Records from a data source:
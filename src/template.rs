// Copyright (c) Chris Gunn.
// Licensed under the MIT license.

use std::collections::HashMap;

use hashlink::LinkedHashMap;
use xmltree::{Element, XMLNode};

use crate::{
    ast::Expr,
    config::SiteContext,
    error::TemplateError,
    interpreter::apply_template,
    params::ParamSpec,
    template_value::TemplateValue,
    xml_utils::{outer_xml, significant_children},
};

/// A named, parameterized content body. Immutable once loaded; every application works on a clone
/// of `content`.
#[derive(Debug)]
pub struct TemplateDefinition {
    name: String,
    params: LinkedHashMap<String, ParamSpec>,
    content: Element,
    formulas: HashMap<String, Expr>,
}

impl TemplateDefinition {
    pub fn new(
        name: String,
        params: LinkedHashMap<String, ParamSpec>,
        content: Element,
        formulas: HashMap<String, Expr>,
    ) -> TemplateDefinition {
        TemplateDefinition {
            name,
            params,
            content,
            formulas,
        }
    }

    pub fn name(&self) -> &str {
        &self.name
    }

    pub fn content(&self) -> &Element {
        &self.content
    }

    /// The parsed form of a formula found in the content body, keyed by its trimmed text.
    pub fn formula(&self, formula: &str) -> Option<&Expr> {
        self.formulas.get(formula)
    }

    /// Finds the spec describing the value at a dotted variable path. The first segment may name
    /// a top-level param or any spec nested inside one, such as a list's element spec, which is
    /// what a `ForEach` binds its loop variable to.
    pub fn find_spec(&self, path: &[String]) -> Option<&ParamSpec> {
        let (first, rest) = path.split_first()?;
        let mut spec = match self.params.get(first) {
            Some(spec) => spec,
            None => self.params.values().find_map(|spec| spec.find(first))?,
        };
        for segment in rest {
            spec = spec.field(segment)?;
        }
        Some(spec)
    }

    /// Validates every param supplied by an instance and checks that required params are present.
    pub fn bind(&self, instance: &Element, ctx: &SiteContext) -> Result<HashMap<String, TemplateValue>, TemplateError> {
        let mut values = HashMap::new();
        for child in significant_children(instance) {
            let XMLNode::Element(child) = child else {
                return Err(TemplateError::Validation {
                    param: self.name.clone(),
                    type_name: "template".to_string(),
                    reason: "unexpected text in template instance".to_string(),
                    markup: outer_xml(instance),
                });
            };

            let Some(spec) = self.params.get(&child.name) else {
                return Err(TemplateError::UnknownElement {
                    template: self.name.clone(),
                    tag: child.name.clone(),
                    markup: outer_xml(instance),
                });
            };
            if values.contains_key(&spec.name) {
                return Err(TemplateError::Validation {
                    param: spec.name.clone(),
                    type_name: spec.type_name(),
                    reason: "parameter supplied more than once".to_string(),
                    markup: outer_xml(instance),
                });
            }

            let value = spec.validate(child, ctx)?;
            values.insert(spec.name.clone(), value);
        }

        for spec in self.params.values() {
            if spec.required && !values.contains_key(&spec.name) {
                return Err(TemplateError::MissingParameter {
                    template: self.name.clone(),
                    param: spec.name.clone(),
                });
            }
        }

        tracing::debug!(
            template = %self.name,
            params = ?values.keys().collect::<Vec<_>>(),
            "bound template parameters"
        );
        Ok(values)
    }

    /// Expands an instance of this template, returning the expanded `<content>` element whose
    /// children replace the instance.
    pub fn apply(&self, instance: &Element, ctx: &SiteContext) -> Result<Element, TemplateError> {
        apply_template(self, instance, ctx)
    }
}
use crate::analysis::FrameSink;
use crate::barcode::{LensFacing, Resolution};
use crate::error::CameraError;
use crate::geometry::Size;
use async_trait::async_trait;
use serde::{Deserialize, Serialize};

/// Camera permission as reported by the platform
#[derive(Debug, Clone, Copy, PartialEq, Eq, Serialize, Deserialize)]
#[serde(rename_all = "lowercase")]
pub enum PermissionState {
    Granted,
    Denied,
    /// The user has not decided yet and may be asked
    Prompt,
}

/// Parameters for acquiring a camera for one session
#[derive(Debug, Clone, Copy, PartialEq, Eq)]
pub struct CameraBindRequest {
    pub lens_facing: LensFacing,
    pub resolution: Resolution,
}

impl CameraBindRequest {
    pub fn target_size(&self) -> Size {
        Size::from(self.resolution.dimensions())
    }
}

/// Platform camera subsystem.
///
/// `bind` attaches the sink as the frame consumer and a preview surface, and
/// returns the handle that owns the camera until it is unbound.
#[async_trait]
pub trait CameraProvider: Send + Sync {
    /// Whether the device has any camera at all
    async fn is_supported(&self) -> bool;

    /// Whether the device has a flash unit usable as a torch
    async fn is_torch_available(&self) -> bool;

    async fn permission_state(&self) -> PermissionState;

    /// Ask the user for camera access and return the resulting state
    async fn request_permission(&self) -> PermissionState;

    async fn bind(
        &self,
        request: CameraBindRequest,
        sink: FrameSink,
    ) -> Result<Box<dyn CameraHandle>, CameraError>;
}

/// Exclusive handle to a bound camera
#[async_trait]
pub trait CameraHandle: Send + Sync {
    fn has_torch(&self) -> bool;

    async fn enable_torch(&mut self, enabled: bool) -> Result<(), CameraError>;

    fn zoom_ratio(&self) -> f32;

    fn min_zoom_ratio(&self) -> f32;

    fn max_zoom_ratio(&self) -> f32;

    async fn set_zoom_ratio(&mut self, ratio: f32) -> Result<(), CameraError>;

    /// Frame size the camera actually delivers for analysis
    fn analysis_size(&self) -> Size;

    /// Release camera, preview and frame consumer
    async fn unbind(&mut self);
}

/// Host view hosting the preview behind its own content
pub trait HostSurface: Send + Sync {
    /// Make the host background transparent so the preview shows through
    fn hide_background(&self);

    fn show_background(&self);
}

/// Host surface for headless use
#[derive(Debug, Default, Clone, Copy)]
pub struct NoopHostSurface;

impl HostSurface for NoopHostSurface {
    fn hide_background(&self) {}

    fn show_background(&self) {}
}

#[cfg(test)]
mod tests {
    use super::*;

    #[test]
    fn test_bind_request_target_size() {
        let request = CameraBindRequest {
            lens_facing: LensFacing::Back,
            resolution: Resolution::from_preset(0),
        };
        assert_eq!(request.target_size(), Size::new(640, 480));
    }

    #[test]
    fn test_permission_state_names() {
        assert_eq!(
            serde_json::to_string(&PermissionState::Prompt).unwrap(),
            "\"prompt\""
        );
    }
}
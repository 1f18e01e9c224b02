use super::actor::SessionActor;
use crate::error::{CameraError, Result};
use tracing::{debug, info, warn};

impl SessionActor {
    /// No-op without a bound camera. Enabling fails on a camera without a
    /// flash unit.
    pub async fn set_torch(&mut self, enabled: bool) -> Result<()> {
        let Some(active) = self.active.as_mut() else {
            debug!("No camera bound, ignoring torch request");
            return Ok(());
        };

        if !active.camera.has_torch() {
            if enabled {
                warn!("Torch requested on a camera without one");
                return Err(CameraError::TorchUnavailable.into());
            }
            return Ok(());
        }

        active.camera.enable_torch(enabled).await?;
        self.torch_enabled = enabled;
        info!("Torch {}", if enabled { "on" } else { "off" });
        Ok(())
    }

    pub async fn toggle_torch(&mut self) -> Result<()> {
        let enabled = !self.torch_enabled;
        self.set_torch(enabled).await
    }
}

> **What the task asks**
Your reply should consist of all the records, restated exactly.

> **Exercise answer**
filename src/template.rs
// Copyright (c) Chris Gunn.
// Licensed under the MIT license.

use std::collections::HashMap;

use hashlink::LinkedHashMap;
use xmltree::{Element, XMLNode};

use crate::{
    ast::Expr,
    config::SiteContext,
    error::TemplateError,
    interpreter::apply_template,
    params::ParamSpec,
    template_value::TemplateValue,
    xml_utils::{outer_xml, significant_children},
};

/// A named, parameterized content body. Immutable once loaded; every application works on a clone
/// of `content`.
#[derive(Debug)]
pub struct TemplateDefinition {
    name: String,
    params: LinkedHashMap<String, ParamSpec>,
    content: Element,
    formulas: HashMap<String, Expr>,
}

impl TemplateDefinition {
    pub fn new(
        name: String,
        params: LinkedHashMap<String, ParamSpec>,
        content: Element,
        formulas: HashMap<String, Expr>,
    ) -> TemplateDefinition {
        TemplateDefinition {
            name,
            params,
            content,
            formulas,
        }
    }

    pub fn name(&self) -> &str {
        &self.name
    }

    pub fn content(&self) -> &Element {
        &self.content
    }

    /// The parsed form of a formula found in the content body, keyed by its trimmed text.
    pub fn formula(&self, formula: &str) -> Option<&Expr> {
        self.formulas.get(formula)
    }

    /// Finds the spec describing the value at a dotted variable path. The first segment may name
    /// a top-level param or any spec nested inside one, such as a list's element spec, which is
    /// what a `ForEach` binds its loop variable to.
    pub fn find_spec(&self, path: &[String]) -> Option<&ParamSpec> {
        let (first, rest) = path.split_first()?;
        let mut spec = match self.params.get(first) {
            Some(spec) => spec,
            None => self.params.values().find_map(|spec| spec.find(first))?,
        };
        for segment in rest {
            spec = spec.field(segment)?;
        }
        Some(spec)
    }

    /// Validates every param supplied by an instance and checks that required params are present.
    pub fn bind(&self, instance: &Element, ctx: &SiteContext) -> Result<HashMap<String, TemplateValue>, TemplateError> {
        let mut values = HashMap::new();
        for child in significant_children(instance) {
            let XMLNode::Element(child) = child else {
                return Err(TemplateError::Validation {
                    param: self.name.clone(),
                    type_name: "template".to_string(),
                    reason: "unexpected text in template instance".to_string(),
                    markup: outer_xml(instance),
                });
            };

            let Some(spec) = self.params.get(&child.name) else {
                return Err(TemplateError::UnknownElement {
                    template: self.name.clone(),
                    tag: child.name.clone(),
                    markup: outer_xml(instance),
                });
            };
            if values.contains_key(&spec.name) {
                return Err(TemplateError::Validation {
                    param: spec.name.clone(),
                    type_name: spec.type_name(),
                    reason: "parameter supplied more than once".to_string(),
                    markup: outer_xml(instance),
                });
            }

            let value = spec.validate(child, ctx)?;
            values.insert(spec.name.clone(), value);
        }

        for spec in self.params.values() {
            if spec.required && !values.contains_key(&spec.name) {
                return Err(TemplateError::MissingParameter {
                    template: self.name.clone(),
                    param: spec.name.clone(),
                });
            }
        }

        tracing::debug!(
            template = %self.name,
            params = ?values.keys().collect::<Vec<_>>(),
            "bound template parameters"
        );
        Ok(values)
    }

    /// Expands an instance of this template, returning the expanded `<content>` element whose
    /// children replace the instance.
    pub fn apply(&self, instance: &Element, ctx: &SiteContext) -> Result<Element, TemplateError> {
        apply_template(self, instance, ctx)
    }
}
use crate::analysis::FrameSink;
use crate::barcode::{LensFacing, Resolution};
use crate::error::CameraError;
use crate::geometry::Size;
use async_trait::async_trait;
use serde::{Deserialize, Serialize};

/// Camera permission as reported by the platform
#[derive(Debug, Clone, Copy, PartialEq, Eq, Serialize, Deserialize)]
#[serde(rename_all = "lowercase")]
pub enum PermissionState {
    Granted,
    Denied,
    /// The user has not decided yet and may be asked
    Prompt,
}

/// Parameters for acquiring a camera for one session
#[derive(Debug, Clone, Copy, PartialEq, Eq)]
pub struct CameraBindRequest {
    pub lens_facing: LensFacing,
    pub resolution: Resolution,
}

impl CameraBindRequest {
    pub fn target_size(&self) -> Size {
        Size::from(self.resolution.dimensions())
    }
}

/// Platform camera subsystem.
///
/// `bind` attaches the sink as the frame consumer and a preview surface, and
/// returns the handle that owns the camera until it is unbound.
#[async_trait]
pub trait CameraProvider: Send + Sync {
    /// Whether the device has any camera at all
    async fn is_supported(&self) -> bool;

    /// Whether the device has a flash unit usable as a torch
    async fn is_torch_available(&self) -> bool;

    async fn permission_state(&self) -> PermissionState;

    /// Ask the user for camera access and return the resulting state
    async fn request_permission(&self) -> PermissionState;

    async fn bind(
        &self,
        request: CameraBindRequest,
        sink: FrameSink,
    ) -> Result<Box<dyn CameraHandle>, CameraError>;
}

/// Exclusive handle to a bound camera
#[async_trait]
pub trait CameraHandle: Send + Sync {
    fn has_torch(&self) -> bool;

    async fn enable_torch(&mut self, enabled: bool) -> Result<(), CameraError>;

    fn zoom_ratio(&self) -> f32;

    fn min_zoom_ratio(&self) -> f32;

    fn max_zoom_ratio(&self) -> f32;

    async fn set_zoom_ratio(&mut self, ratio: f32) -> Result<(), CameraError>;

    /// Frame size the camera actually delivers for analysis
    fn analysis_size(&self) -> Size;

    /// Release camera, preview and frame consumer
    async fn unbind(&mut self);
}

/// Host view hosting the preview behind its own content
pub trait HostSurface: Send + Sync {
    /// Make the host background transparent so the preview shows through
    fn hide_background(&self);

    fn show_background(&self);
}

/// Host surface for headless use
#[derive(Debug, Default, Clone, Copy)]
pub struct NoopHostSurface;

impl HostSurface for NoopHostSurface {
    fn hide_background(&self) {}

    fn show_background(&self) {}
}

#[cfg(test)]
mod tests {
    use super::*;

    #[test]
    fn test_bind_request_target_size() {
        let request = CameraBindRequest {
            lens_facing: LensFacing::Back,
            resolution: Resolution::from_preset(0),
        };
        assert_eq!(request.target_size(), Size::new(640, 480));
    }

    #[test]
    fn test_permission_state_names() {
        assert_eq!(
            serde_json::to_string(&PermissionState::Prompt).unwrap(),
            "\"prompt\""
        );
    }
}
repository 1f18e01e9c224b02
use super::actor::SessionActor;
use crate::error::{CameraError, Result};
use tracing::{debug, info, warn};

impl SessionActor {
    /// No-op without a bound camera. Enabling fails on a camera without a
    /// flash unit.
    pub async fn set_torch(&mut self, enabled: bool) -> Result<()> {
        let Some(active) = self.active.as_mut() else {
            debug!("No camera bound, ignoring torch request");
            return Ok(());
        };

        if !active.camera.has_torch() {
            if enabled {
                warn!("Torch requested on a camera without one");
                return Err(CameraError::TorchUnavailable.into());
            }
            return Ok(());
        }

        active.camera.enable_torch(enabled).await?;
        self.torch_enabled = enabled;
        info!("Torch {}", if enabled { "on" } else { "off" });
        Ok(())
    }

    pub async fn toggle_torch(&mut self) -> Result<()> {
        let enabled = !self.torch_enabled;
        self.set_torch(enabled).await
    }
}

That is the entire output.